**WHAT THE TASK ASKS**: Which lines in the records below include the word "Sized"? Report each of them in full.

**RECORDS FOR PROCESSING**:
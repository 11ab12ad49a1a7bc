use serde::{Deserialize, Serialize};

use crate::catalog::{IngredientCatalog, IngredientCategory, IngredientData};
use crate::math::{clamp, percent_of, safe_ratio};
use crate::params::{Dimension, EffectiveParameters, SugarCoeff, SugarCoeffs};
use crate::recipe::RecipeIngredient;

const LACTOSE: &str = "lactose";
const SUCROSE: &str = "sucrose";

#[derive(Debug, Serialize, Deserialize, Clone, Default, PartialEq)]
#[serde(rename_all = "camelCase")]
pub struct CalcOptions {
    /// Share of the mix water boiled off during cooking, in percent.
    #[serde(default)]
    pub evaporation_pct: f64,
}

/// Absolute composition of a batch, in grams.
#[derive(Debug, Serialize, Deserialize, Clone, Default, PartialEq)]
#[serde(rename_all = "camelCase")]
pub struct Totals {
    pub total_weight: f64,
    pub total_solids: f64,
    pub sugars: f64,
    pub fat: f64,
    pub msnf: f64,
    pub other: f64,
    pub water: f64,
}

#[derive(Debug, Serialize, Deserialize, Clone, PartialEq)]
#[serde(tag = "kind", rename_all = "camelCase")]
pub enum MetricsWarning {
    #[serde(rename_all = "camelCase")]
    UnresolvedIngredient { ingredient_id: String },
    #[serde(rename_all = "camelCase")]
    UnknownSugarType { ingredient_id: String, sugar_type: String },
    /// Composition percentages added up to more than 100 and were scaled down.
    #[serde(rename_all = "camelCase")]
    CompositionOverflow { ingredient_id: String, solids_pct: f64 },
}

#[derive(Debug, Serialize, Deserialize, Clone, Default, PartialEq)]
#[serde(rename_all = "camelCase")]
pub struct MetricsV2 {
    #[serde(flatten)]
    pub totals: Totals,

    pub ts_pct: f64,
    pub fat_pct: f64,
    pub sugars_pct: f64,
    pub msnf_pct: f64,
    pub other_pct: f64,
    pub water_pct: f64,

    /// Sweetness power in sucrose-equivalent grams.
    pub sp_g: f64,
    /// Anti-freezing power in sucrose-equivalent grams.
    pub pac_g: f64,
    /// Sweetness power per 100 g of mix.
    pub sp: f64,
    /// Anti-freezing power per 100 g of mix.
    pub pac: f64,

    pub stabilizer_pct: f64,
    pub fruit_pct: f64,

    pub warnings: Vec<MetricsWarning>,
}

impl MetricsV2 {
    /// AFP is the same index as PAC under its other name.
    pub fn afp(&self) -> f64 {
        self.pac
    }

    pub fn value(&self, dimension: Dimension) -> f64 {
        match dimension {
            Dimension::Ts => self.ts_pct,
            Dimension::Fat => self.fat_pct,
            Dimension::Sugars => self.sugars_pct,
            Dimension::Msnf => self.msnf_pct,
            Dimension::Sp => self.sp,
            Dimension::Pac => self.pac,
            Dimension::Stabilizer => self.stabilizer_pct,
            Dimension::FruitPct => self.fruit_pct,
        }
    }

    pub fn unresolved_ids(&self) -> Vec<&str> {
        self.warnings
            .iter()
            .filter_map(|w| match w {
                MetricsWarning::UnresolvedIngredient { ingredient_id } => Some(ingredient_id.as_str()),
                _ => None,
            })
            .collect()
    }
}

/// Per-gram contribution of one recipe line to every bucket and index.
///
/// Every metric is `100 * Σ grams·coef / Σ grams·weight`, which is what lets
/// the balancer solve each correction step in closed form.
#[derive(Debug, Clone, Copy, Default, PartialEq)]
pub struct Contribution {
    pub solids: f64,
    pub fat: f64,
    pub sugars: f64,
    pub msnf: f64,
    pub other: f64,
    pub sp: f64,
    pub pac: f64,
    pub stabilizer: f64,
    pub fruit: f64,
    /// Grams of finished mix per gram of ingredient (below 1 under evaporation).
    pub weight: f64,
}

impl Contribution {
    pub fn coefficient(&self, dimension: Dimension) -> f64 {
        match dimension {
            Dimension::Ts => self.solids,
            Dimension::Fat => self.fat,
            Dimension::Sugars => self.sugars,
            Dimension::Msnf => self.msnf,
            Dimension::Sp => self.sp,
            Dimension::Pac => self.pac,
            Dimension::Stabilizer => self.stabilizer,
            Dimension::FruitPct => self.fruit,
        }
    }
}

/// What the contribution model needs from a parameter snapshot.
#[derive(Debug, Clone, Copy)]
pub struct CoefficientSource<'a> {
    pub sugar: Option<&'a SugarCoeffs>,
    pub lactose_fraction: Option<f64>,
    pub evaporation_pct: f64,
}

impl<'a> CoefficientSource<'a> {
    pub fn from_params(params: &'a EffectiveParameters, options: &CalcOptions) -> Self {
        CoefficientSource {
            sugar: Some(params.sugar_coeffs()),
            lactose_fraction: params.parameters.lactose_fraction,
            evaporation_pct: options.evaporation_pct,
        }
    }

    fn sucrose_baseline(&self) -> SugarCoeff {
        self.sugar
            .and_then(|table| table.get(SUCROSE).copied())
            .unwrap_or(SugarCoeff::SUCROSE)
    }

    fn sugar_coeff(&self, ingredient: &IngredientData, warnings: &mut Vec<MetricsWarning>) -> SugarCoeff {
        let from_table = match ingredient.sugar_type.as_deref() {
            Some(kind) => match self.sugar.and_then(|table| table.get(kind)) {
                Some(coeff) => *coeff,
                None => {
                    if self.sugar.is_some() {
                        tracing::warn!(ingredient = %ingredient.id, sugar_type = kind, "unknown sugar type, using sucrose coefficients");
                        warnings.push(MetricsWarning::UnknownSugarType {
                            ingredient_id: ingredient.id.clone(),
                            sugar_type: kind.to_string(),
                        });
                    }
                    self.sucrose_baseline()
                }
            },
            None => self.sucrose_baseline(),
        };
        SugarCoeff {
            sp: ingredient.sp_coeff.unwrap_or(from_table.sp),
            pac: ingredient.pac_coeff.unwrap_or(from_table.pac),
        }
    }

    /// Resolves one catalog entry into its per-gram contribution.
    pub fn contribution(&self, ingredient: &IngredientData, warnings: &mut Vec<MetricsWarning>) -> Contribution {
        let mut fat = clamp(ingredient.fat_pct, 0.0, 100.0) / 100.0;
        let mut sugars = clamp(ingredient.sugars_pct, 0.0, 100.0) / 100.0;
        let mut msnf = clamp(ingredient.msnf_pct, 0.0, 100.0) / 100.0;
        let mut other = clamp(ingredient.other_solids_pct, 0.0, 100.0) / 100.0;

        let raw_solids = fat + sugars + msnf + other;
        if raw_solids > 1.0 {
            warnings.push(MetricsWarning::CompositionOverflow {
                ingredient_id: ingredient.id.clone(),
                solids_pct: raw_solids * 100.0,
            });
            let scale = safe_ratio(1.0, raw_solids);
            fat *= scale;
            sugars *= scale;
            msnf *= scale;
            other *= scale;
        }
        let solids = fat + sugars + msnf + other;

        let mut sp = 0.0;
        let mut pac = 0.0;
        if sugars > 0.0 {
            let coeff = self.sugar_coeff(ingredient, warnings);
            sp += sugars * coeff.sp;
            pac += sugars * coeff.pac;
        }
        if let (Some(fraction), Some(lactose)) = (
            self.lactose_fraction,
            self.sugar.and_then(|table| table.get(LACTOSE)),
        ) {
            let lactose_share = msnf * clamp(fraction, 0.0, 1.0);
            sp += lactose_share * lactose.sp;
            pac += lactose_share * lactose.pac;
        }

        let evaporation = clamp(self.evaporation_pct, 0.0, 100.0) / 100.0;
        Contribution {
            solids,
            fat,
            sugars,
            msnf,
            other,
            sp,
            pac,
            stabilizer: if ingredient.category == IngredientCategory::Stabilizer { 1.0 } else { 0.0 },
            fruit: if ingredient.category == IngredientCategory::Fruit { 1.0 } else { 0.0 },
            weight: (1.0 - evaporation) + evaporation * solids,
        }
    }
}

/// Contribution per recipe line, in recipe order. Unresolved ids yield a zero
/// contribution (including weight) and an `UnresolvedIngredient` warning.
pub fn contributions<C: IngredientCatalog + ?Sized>(
    ingredients: &[RecipeIngredient],
    catalog: &C,
    source: &CoefficientSource<'_>,
    warnings: &mut Vec<MetricsWarning>,
) -> Vec<Contribution> {
    ingredients
        .iter()
        .map(|line| match catalog.lookup(&line.ingredient_id) {
            Some(data) => source.contribution(data, warnings),
            None => {
                let already_reported = warnings.iter().any(|w| {
                    matches!(w, MetricsWarning::UnresolvedIngredient { ingredient_id } if ingredient_id == &line.ingredient_id)
                });
                if !already_reported {
                    tracing::warn!(ingredient = %line.ingredient_id, "ingredient not found in catalog, counted as zero");
                    warnings.push(MetricsWarning::UnresolvedIngredient {
                        ingredient_id: line.ingredient_id.clone(),
                    });
                }
                Contribution::default()
            }
        })
        .collect()
}

/// Quantities are read through `clamp` so a stray negative or NaN never
/// poisons the sums; contract checks happen at the engine boundary.
fn grams(line: &RecipeIngredient) -> f64 {
    clamp(line.quantity_grams, 0.0, f64::MAX)
}

#[derive(Debug, Clone, Default)]
struct Accumulation {
    totals: Totals,
    sp_g: f64,
    pac_g: f64,
    stabilizer_g: f64,
    fruit_g: f64,
}

fn accumulate(ingredients: &[RecipeIngredient], parts: &[Contribution]) -> Accumulation {
    let mut acc = Accumulation::default();
    for (line, part) in ingredients.iter().zip(parts) {
        let g = grams(line);
        acc.totals.total_weight += g * part.weight;
        acc.totals.fat += g * part.fat;
        acc.totals.sugars += g * part.sugars;
        acc.totals.msnf += g * part.msnf;
        acc.totals.other += g * part.other;
        acc.sp_g += g * part.sp;
        acc.pac_g += g * part.pac;
        acc.stabilizer_g += g * part.stabilizer;
        acc.fruit_g += g * part.fruit;
    }
    let t = &mut acc.totals;
    t.total_solids = t.sugars + t.fat + t.msnf + t.other;
    // guard against rounding pushing solids a hair above weight
    t.total_solids = t.total_solids.min(t.total_weight);
    t.water = (t.total_weight - t.total_solids).max(0.0);
    acc
}

/// Gram totals of a recipe. No evaporation is applied.
pub fn compute_totals<C: IngredientCatalog + ?Sized>(ingredients: &[RecipeIngredient], catalog: &C) -> Totals {
    let source = CoefficientSource {
        sugar: None,
        lactose_fraction: None,
        evaporation_pct: 0.0,
    };
    let mut warnings = Vec::new();
    let parts = contributions(ingredients, catalog, &source, &mut warnings);
    accumulate(ingredients, &parts).totals
}

fn sugar_only_source(sugar_coeffs: &SugarCoeffs) -> CoefficientSource<'_> {
    CoefficientSource {
        sugar: Some(sugar_coeffs),
        lactose_fraction: None,
        evaporation_pct: 0.0,
    }
}

/// Sweetness power of the sugars in the recipe, in sucrose-equivalent grams.
pub fn compute_sp<C: IngredientCatalog + ?Sized>(
    ingredients: &[RecipeIngredient],
    catalog: &C,
    sugar_coeffs: &SugarCoeffs,
) -> f64 {
    let mut warnings = Vec::new();
    let parts = contributions(ingredients, catalog, &sugar_only_source(sugar_coeffs), &mut warnings);
    accumulate(ingredients, &parts).sp_g
}

/// Anti-freezing power of the sugars in the recipe, in sucrose-equivalent grams.
pub fn compute_afp<C: IngredientCatalog + ?Sized>(
    ingredients: &[RecipeIngredient],
    catalog: &C,
    sugar_coeffs: &SugarCoeffs,
) -> f64 {
    let mut warnings = Vec::new();
    let parts = contributions(ingredients, catalog, &sugar_only_source(sugar_coeffs), &mut warnings);
    accumulate(ingredients, &parts).pac_g
}

pub fn calc_metrics_v2<C: IngredientCatalog + ?Sized>(
    ingredients: &[RecipeIngredient],
    catalog: &C,
    params: &EffectiveParameters,
) -> MetricsV2 {
    calc_metrics_v2_with(ingredients, catalog, params, &CalcOptions::default())
}

pub fn calc_metrics_v2_with<C: IngredientCatalog + ?Sized>(
    ingredients: &[RecipeIngredient],
    catalog: &C,
    params: &EffectiveParameters,
    options: &CalcOptions,
) -> MetricsV2 {
    let source = CoefficientSource::from_params(params, options);
    let mut warnings = Vec::new();
    let parts = contributions(ingredients, catalog, &source, &mut warnings);
    metrics_from_parts(ingredients, &parts, warnings)
}

/// Builds the metric record from already resolved contributions.
pub fn metrics_from_parts(
    ingredients: &[RecipeIngredient],
    parts: &[Contribution],
    warnings: Vec<MetricsWarning>,
) -> MetricsV2 {
    let acc = accumulate(ingredients, parts);
    let w = acc.totals.total_weight;

    MetricsV2 {
        ts_pct: percent_of(acc.totals.total_solids, w),
        fat_pct: percent_of(acc.totals.fat, w),
        sugars_pct: percent_of(acc.totals.sugars, w),
        msnf_pct: percent_of(acc.totals.msnf, w),
        other_pct: percent_of(acc.totals.other, w),
        water_pct: percent_of(acc.totals.water, w),
        sp_g: acc.sp_g,
        pac_g: acc.pac_g,
        sp: percent_of(acc.sp_g, w),
        pac: percent_of(acc.pac_g, w),
        stabilizer_pct: percent_of(acc.stabilizer_g, w),
        fruit_pct: percent_of(acc.fruit_g, w),
        totals: acc.totals,
        warnings,
    }
}
use serde::{Deserialize, Serialize};

use crate::error::{EngineError, EngineResult};

/// One line of a formulation. Duplicate ids are allowed and add up.
#[derive(Debug, Serialize, Deserialize, Clone, PartialEq)]
#[serde(rename_all = "camelCase")]
pub struct RecipeIngredient {
    pub ingredient_id: String,
    pub quantity_grams: f64,
    #[serde(default)]
    pub locked: bool,
    #[serde(default, skip_serializing_if = "Option::is_none")]
    pub min_grams: Option<f64>,
    #[serde(default, skip_serializing_if = "Option::is_none")]
    pub max_grams: Option<f64>,
}

impl RecipeIngredient {
    pub fn new(ingredient_id: &str, quantity_grams: f64) -> Self {
        RecipeIngredient {
            ingredient_id: ingredient_id.to_string(),
            quantity_grams,
            locked: false,
            min_grams: None,
            max_grams: None,
        }
    }

    pub fn locked(mut self) -> Self {
        self.locked = true;
        self
    }

    pub fn with_bounds(mut self, min_grams: Option<f64>, max_grams: Option<f64>) -> Self {
        self.min_grams = min_grams;
        self.max_grams = max_grams;
        self
    }

    /// `[min, max]` grams the balancer may move this line within.
    pub fn gram_bounds(&self) -> (f64, f64) {
        (
            self.min_grams.unwrap_or(0.0).max(0.0),
            self.max_grams.unwrap_or(f64::INFINITY),
        )
    }

    pub fn validate(&self) -> EngineResult<()> {
        if !self.quantity_grams.is_finite() || self.quantity_grams < 0.0 {
            return Err(EngineError::InvalidQuantity {
                ingredient_id: self.ingredient_id.clone(),
                quantity: self.quantity_grams,
            });
        }
        let min = self.min_grams.unwrap_or(0.0);
        let max = self.max_grams.unwrap_or(f64::INFINITY);
        if min.is_nan() || max.is_nan() || min < 0.0 || min > max {
            return Err(EngineError::InvalidBounds {
                ingredient_id: self.ingredient_id.clone(),
                min,
                max,
            });
        }
        Ok(())
    }
}

pub fn validate_ingredients(ingredients: &[RecipeIngredient]) -> EngineResult<()> {
    ingredients.iter().try_for_each(RecipeIngredient::validate)
}

#[derive(Debug, Serialize, Deserialize, Clone, Default, PartialEq)]
#[serde(rename_all = "camelCase")]
pub struct RecipeMeta {
    #[serde(default, skip_serializing_if = "Option::is_none")]
    pub parameter_profile_id: Option<String>,
    #[serde(default, skip_serializing_if = "Option::is_none")]
    pub parameter_profile_version: Option<String>,
}

/// A stored formulation as callers hand it to the engine.
#[derive(Debug, Serialize, Deserialize, Clone, Default, PartialEq)]
#[serde(rename_all = "camelCase")]
pub struct Recipe {
    #[serde(default)]
    pub name: String,
    pub ingredients: Vec<RecipeIngredient>,
    #[serde(default)]
    pub meta: RecipeMeta,
}

impl Recipe {
    pub fn new(name: &str, ingredients: Vec<RecipeIngredient>) -> Self {
        Recipe {
            name: name.to_string(),
            ingredients,
            meta: RecipeMeta::default(),
        }
    }

    pub fn validate(&self) -> EngineResult<()> {
        validate_ingredients(&self.ingredients)
    }
}

/// One-time migration: pins every recipe that has no parameter profile to
/// the given profile id and version. Returns how many recipes were changed.
pub fn pin_profiles(recipes: &mut [Recipe], profile_id: &str, profile_version: &str) -> usize {
    let mut pinned = 0;
    for recipe in recipes.iter_mut() {
        if recipe.meta.parameter_profile_id.is_none() {
            recipe.meta.parameter_profile_id = Some(profile_id.to_string());
            recipe.meta.parameter_profile_version = Some(profile_version.to_string());
            pinned += 1;
        }
    }
    pinned
}

#[cfg(test)]
mod tests {
    use super::*;

    #[test]
    fn test_negative_quantity_rejected() {
        let err = RecipeIngredient::new("milk", -1.0).validate().unwrap_err();
        assert!(matches!(err, EngineError::InvalidQuantity { .. }));
    }

    #[test]
    fn test_nan_quantity_rejected() {
        assert!(RecipeIngredient::new("milk", f64::NAN).validate().is_err());
    }

    #[test]
    fn test_inverted_bounds_rejected() {
        let line = RecipeIngredient::new("cream", 100.0).with_bounds(Some(200.0), Some(150.0));
        assert!(matches!(line.validate(), Err(EngineError::InvalidBounds { .. })));
    }

    #[test]
    fn test_gram_bounds_defaults() {
        let line = RecipeIngredient::new("cream", 100.0);
        assert_eq!(line.gram_bounds(), (0.0, f64::INFINITY));
        let line = line.with_bounds(Some(50.0), Some(150.0));
        assert_eq!(line.gram_bounds(), (50.0, 150.0));
    }

    #[test]
    fn test_recipe_json_shape() {
        let json = r#"{ "name": "base", "ingredients": [
            { "ingredientId": "milk", "quantityGrams": 500 },
            { "ingredientId": "cream", "quantityGrams": 100, "locked": true, "maxGrams": 200 }
        ] }"#;
        let recipe: Recipe = serde_json::from_str(json).unwrap();
        assert_eq!(recipe.ingredients.len(), 2);
        assert!(recipe.ingredients[1].locked);
        assert_eq!(recipe.ingredients[1].max_grams, Some(200.0));
        assert!(recipe.validate().is_ok());
    }

    #[test]
    fn test_pin_profiles_only_touches_unpinned() {
        let mut recipes = vec![Recipe::new("a", vec![]), Recipe::new("b", vec![])];
        recipes[1].meta.parameter_profile_id = Some("science-v2025".to_string());
        recipes[1].meta.parameter_profile_version = Some("2025.09".to_string());

        let changed = pin_profiles(&mut recipes, "mp-artisan-v2024", "2024.08");
        assert_eq!(changed, 1);
        assert_eq!(recipes[0].meta.parameter_profile_id.as_deref(), Some("mp-artisan-v2024"));
        assert_eq!(recipes[1].meta.parameter_profile_id.as_deref(), Some("science-v2025"));

        // running it again is a no-op
        assert_eq!(pin_profiles(&mut recipes, "mp-artisan-v2024", "2024.08"), 0);
    }
}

**SOLUTION TO THIS TASK**:
pub fn contributions<C: IngredientCatalog + ?Sized>(
pub fn compute_totals<C: IngredientCatalog + ?Sized>(ingredients: &[RecipeIngredient], catalog: &C) -> Totals {
pub fn compute_sp<C: IngredientCatalog + ?Sized>(
pub fn compute_afp<C: IngredientCatalog + ?Sized>(
pub fn calc_metrics_v2<C: IngredientCatalog + ?Sized>(
pub fn calc_metrics_v2_with<C: IngredientCatalog + ?Sized>(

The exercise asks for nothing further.